Pooling resources to find art
October 8, 2014Acting on months of suggestions to better use resources to track looted art, on Wednesday the Cabinet made plans to fortify the search for works stolen during the Nazi era. The idea would incorporate Berlin's Bureau for Provenance Research into the German Lost-Art Foundation, basing the operation in the latter's headquarters in the eastern city of Magdeburg, and increasing its budget by about 5 million euros ($6.3 million).
Germany came under fire late last year after it came to light that Cornelius Gurlitt, the son of a prominent Nazi-era art dealer, had hidden a collection in his Munich flat for years - and in February a second stash was found in Austria.

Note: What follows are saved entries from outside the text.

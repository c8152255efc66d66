//! SQL 数据访问层
//!
//! 在单个数据库连接之上提供参数化写入/读取、可选的查询结果缓存，
//! 以及把结果行构造为具体类型实例的能力。
//!
//! # 模块组织
//!
//! - `error`: 统一错误类型定义
//! - `value`: 标量值、结果行与参数类型标签
//! - `connection`: 连接抽象与 SQLite 实现
//! - `sanitizer`: 写入参数的文本清洗
//! - `executor`: 预处理、绑定与执行
//! - `cache`: 查询指纹与结果缓存
//! - `hydrator`: 行到类型实例的构造，以及按名称解析的类型注册表
//! - `session`: 统一入口 `Session`
//!
//! # 使用示例
//!
//! ```rust
//! use sqlsession::data::{Session, Value};
//!
//! let session = Session::in_memory(true)?;
//! session.iud_escaped("CREATE TABLE users (id INTEGER PRIMARY KEY, name TEXT)", "", &[])?;
//! let id = session.iud("INSERT INTO users (name) VALUES (?)", "s", &[Value::from("<b>Ada</b>")])?;
//! let row = session.select("SELECT name FROM users WHERE id = ?", "i", &[Value::from(id)])?;
//! ```

pub mod cache;
pub mod connection;
pub mod error;
pub mod executor;
pub mod hydrator;
pub mod sanitizer;
pub mod session;
pub mod value;

pub use cache::{CachedResult, FingerprintStrategy, QueryCache};
pub use connection::{Connection, DriverError, PreparedStatement, SqliteConnection};
pub use error::{DataError, Result};
pub use executor::Executor;
pub use hydrator::{
    hydrate, hydrate_row, Arguments, ClassDescriptor, Hydrate, ParamKind, ParamSpec, TypeRegistry,
};
pub use session::Session;
pub use value::{ParamType, Row, Value};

"It's not just the Gurlitt case and the domestic and foreign reaction that have made it clear that we must expand our efforts in the issues of provenance research and restitution,” Culture Minister Monika Grütters (pictured), a Christian Democrat, had said when proposing the foundation back in February.
Authorities believed that at least some expropriated pieces became part of Gurlitt's collection, which had an estimated worth of 1 billion euros. The collector, who died in May, willed his holdings to the Museum of Fine Arts Bern, which is expected to decide at a November 26 board meeting whether to accept the roughly 1,300 pieces, including works by Pablo Picasso, Marc Chagall and others.
Grütters said the public outcry about the discovery showed that many people did not think that German authorities had sufficiently committed to the issue yet. By creating the new center, the country can concentrate local, state and federal workers under one roof to research the history of the items in question.
The proposal still requires approval from leaders of German states and municipal governments. They are expected to vote on that at a meeting of regional culture ministers in the Ruhrgebiet city of Essen on Friday.